HABLANDO EN EL DESIERTO

Francisco Bejarano

Dos engaños

A los pesimistas, que no son sino optimistas desengañados, les acechan, según época de la vida, dos engaños. El primero en la juventud: los mayores son más feos y torpes, se han deteriorado por no cuidarse bien y, cuando los vemos jóvenes en las fotos amarillas, visten unas modas extrañas que los afean aún más y parecen menos inteligentes, o eso creemos. La conclusión es que nuestro tiempo es mejor que el pasado y tenemos, además, más medios para desarrollar la inteligencia. Este engaño se paga caro. El otro engaño es el contrario: pensar que el tiempo pasado fue mejor. Con los años se seleccionan los recuerdos y tendemos a añorar sólo los buenos y a reírnos de los malos, como cuando se recuerda un sueño inquietante en el que hemos aparecido como actores de una irrealidad. En la niñez y en la juventud todo parece ganancia y descubrimiento, pero no han de pasar muchos años para abrir el capítulo de pérdidas.

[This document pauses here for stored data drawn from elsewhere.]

// Copyright 2026 larder Project Authors
//
// Licensed under the Apache License, Version 2.0 (the "License");
// you may not use this file except in compliance with the License.
// You may obtain a copy of the License at
//
//     http://www.apache.org/licenses/LICENSE-2.0
//
// Unless required by applicable law or agreed to in writing, software
// distributed under the License is distributed on an "AS IS" BASIS,
// WITHOUT WARRANTIES OR CONDITIONS OF ANY KIND, either express or implied.
// See the License for the specific language governing permissions and
// limitations under the License.

use larder_common::error::Error;

macro_rules! impl_result_accessors {
    ($name:ident) => {
        impl<T> $name<T> {
            /// The success value, if any.
            pub fn data(&self) -> Option<&T> {
                match self {
                    Self::Success(data) => Some(data),
                    Self::Failure(_) | Self::Loading => None,
                }
            }

            /// The failure, if any.
            pub fn error(&self) -> Option<&Error> {
                match self {
                    Self::Failure(error) => Some(error),
                    Self::Success(_) | Self::Loading => None,
                }
            }

            /// Whether no terminal outcome is known yet.
            pub fn is_loading(&self) -> bool {
                matches!(self, Self::Loading)
            }

            /// Whether the operation succeeded.
            pub fn is_success(&self) -> bool {
                matches!(self, Self::Success(_))
            }

            /// Whether the operation failed.
            pub fn is_failure(&self) -> bool {
                matches!(self, Self::Failure(_))
            }

            /// Take the success value.
            pub fn into_data(self) -> Option<T> {
                match self {
                    Self::Success(data) => Some(data),
                    Self::Failure(_) | Self::Loading => None,
                }
            }

            /// Map the success value.
            pub fn map<U, F>(self, f: F) -> $name<U>
            where
                F: FnOnce(T) -> U,
            {
                match self {
                    Self::Success(data) => $name::Success(f(data)),
                    Self::Failure(error) => $name::Failure(error),
                    Self::Loading => $name::Loading,
                }
            }

            /// Chain a transform that may itself fail or still be loading.
            pub fn and_then<U, F>(self, f: F) -> $name<U>
            where
                F: FnOnce(T) -> $name<U>,
            {
                match self {
                    Self::Success(data) => f(data),
                    Self::Failure(error) => $name::Failure(error),
                    Self::Loading => $name::Loading,
                }
            }
        }
    };
}

/// Observed state of a query.
///
/// Exactly one variant is active at a time. `Loading` is emitted at most
/// once and always precedes the single terminal `Success`/`Failure`.
#[derive(Debug, Clone)]
pub enum QueryResult<T> {
    /// No terminal outcome is known yet.
    Loading,
    /// The fetch succeeded.
    Success(T),
    /// The fetch failed; retries, if any, are already exhausted.
    Failure(Error),
}

/// Observed state of a mutation.
#[derive(Debug, Clone)]
pub enum MutationResult<T> {
    /// No terminal outcome is known yet.
    Loading,
    /// The mutation succeeded.
    Success(T),
    /// The mutation failed.
    Failure(Error),
}

impl_result_accessors! { QueryResult }
impl_result_accessors! { MutationResult }

#[cfg(test)]
mod tests {
    use larder_common::error::ErrorKind;

    use super::*;

    #[test]
    fn test_accessors() {
        let success: QueryResult<u64> = QueryResult::Success(7);
        assert_eq!(success.data(), Some(&7));
        assert!(success.is_success());
        assert!(!success.is_loading());

        let failure: QueryResult<u64> = QueryResult::Failure(Error::new(ErrorKind::FetchFailed, "nope"));
        assert!(failure.is_failure());
        assert_eq!(failure.error().unwrap().kind(), ErrorKind::FetchFailed);
        assert!(failure.data().is_none());

        let loading: MutationResult<u64> = MutationResult::Loading;
        assert!(loading.is_loading());
        assert!(loading.data().is_none());
    }

    #[test]
    fn test_map_and_then() {
        let doubled = QueryResult::Success(21).map(|v: u64| v * 2);
        assert_eq!(doubled.into_data(), Some(42));

        let chained = QueryResult::Success(1u64).and_then(|v| {
            if v > 0 {
                QueryResult::Success(v + 1)
            } else {
                QueryResult::Failure(Error::new(ErrorKind::FetchFailed, "negative"))
            }
        });
        assert_eq!(chained.into_data(), Some(2));

        let still_loading: QueryResult<u64> = QueryResult::Loading;
        assert!(still_loading.map(|v| v + 1).is_loading());
    }
}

Si quitamos las circunstancias objetivas que pueden hacer un tiempo mejor o mejor: una guerra, una muerte o una enfermedad, un éxito, un amor o un asombro feliz, el tiempo es siempre el mismo, lo creamos y lo medimos nosotros, nuestros antepasados y descendientes, y la especie humana es monótona y desesperadamente la misma en todos los tiempos. Hay costumbres, leyes, vestidos, palabras, gustos y, en suma, formas externas que cambian y nos dan la falsa idea de que nosotros también hemos cambiado. La literatura se ha encargado de demostrarnos lo contrario. Las pasiones de los mitos clásicos están en Homero, pero también en Virgilio y Dante, en Shakesperare y en Cervantes. Las preocupaciones elementales y eternas están en Homero, pues todo lo humano está en él, y en el último libro juvenil publicado que merezca leerse. La literatura no se agota porque trata siempre de lo mismo con mirada diferente.

Si el tiempo pasado nos parece mejor, no es porque lo fuera, sino porque todavía no habíamos perdido nada y el mundo era el que conocimos al nacer. La impresión del niño de que todas las cosas y personas que están en su nacimiento han estado allí siempre, desde el principio de los tiempos, y estarán para toda la eternidad, se transforma pronto en la pérdida de la primera inocencia. Una generación tras otra siente lo mismo. La eternidad y la seguridad duran muy poco y se esfuman antes de salir de la infancia. La juventud es un tiempo de belleza y de luz, de sombras y traspiés, de euforia fugaz y dolor duradero. Nos creemos más listos que nuestros padres y abuelos, y en algunos casos será así, pero lo puramente humano tenemos que aprenderlo solos. "¿Por qué tanto libro y tanta pintura sin interés?", me pregunta un amigo. Por un deseo de aprender, de detener el tiempo, de ser recordado, aunque sea para mal, después de la muerte. Y porque cualquier tiempo pasado acaba por parecer mejor.